[Dataset content]

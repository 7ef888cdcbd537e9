//! Setup-phase placement rules.
//!
//! Each side places its combat units inside its own setup zone, at most
//! three to a space. Soviet units additionally keep to one army per space
//! and may not set up where German units already stand.

use crate::board::{
    all_spaces, combat_units, in_german_zone, in_soviet_zone, GameState, Side, Space, UnitId,
};
use crate::config::Rules;

/// Returns the spaces where `unit` may be placed right now.
pub fn placement_spaces(state: &GameState, unit: UnitId) -> Vec<Space> {
    let Some(side) = unit.side() else {
        return Vec::new();
    };
    let current = state.space_of(unit);

    all_spaces()
        .filter(|&space| Some(space) != current)
        .filter(|&space| match side {
            Side::German => in_german_zone(space),
            Side::Soviet => in_soviet_zone(space),
        })
        .filter(|&space| !state.enemy_occupied(space, side))
        .filter(|&space| state.stack_count(space) < Rules::STACKING_LIMIT)
        .filter(|&space| side != Side::Soviet || same_army(state, unit, space))
        .collect()
}

/// Returns true if every Soviet unit at `space` shares `unit`'s army.
fn same_army(state: &GameState, unit: UnitId, space: Space) -> bool {
    let army = unit.info().army;
    state
        .units_at(space)
        .filter(|u| u.side() == Some(Side::Soviet))
        .all(|u| u.info().army == army)
}

/// Returns true once every combat unit of `side` is on the map.
pub fn all_placed(state: &GameState, side: Side) -> bool {
    combat_units(side).all(|u| state.space_of(u).is_some())
}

[/Dataset content]

The task >> Reproduce every line of the entries above, unchanged, from the very first one down to and including the line containing "all_spaces()".

Finished exercise >>
repository 7ef888cdcbd537e9
//! Setup-phase placement rules.
//!
//! Each side places its combat units inside its own setup zone, at most
//! three to a space. Soviet units additionally keep to one army per space
//! and may not set up where German units already stand.

use crate::board::{
    all_spaces, combat_units, in_german_zone, in_soviet_zone, GameState, Side, Space, UnitId,
};
use crate::config::Rules;

/// Returns the spaces where `unit` may be placed right now.
pub fn placement_spaces(state: &GameState, unit: UnitId) -> Vec<Space> {
    let Some(side) = unit.side() else {
        return Vec::new();
    };
    let current = state.space_of(unit);

    all_spaces()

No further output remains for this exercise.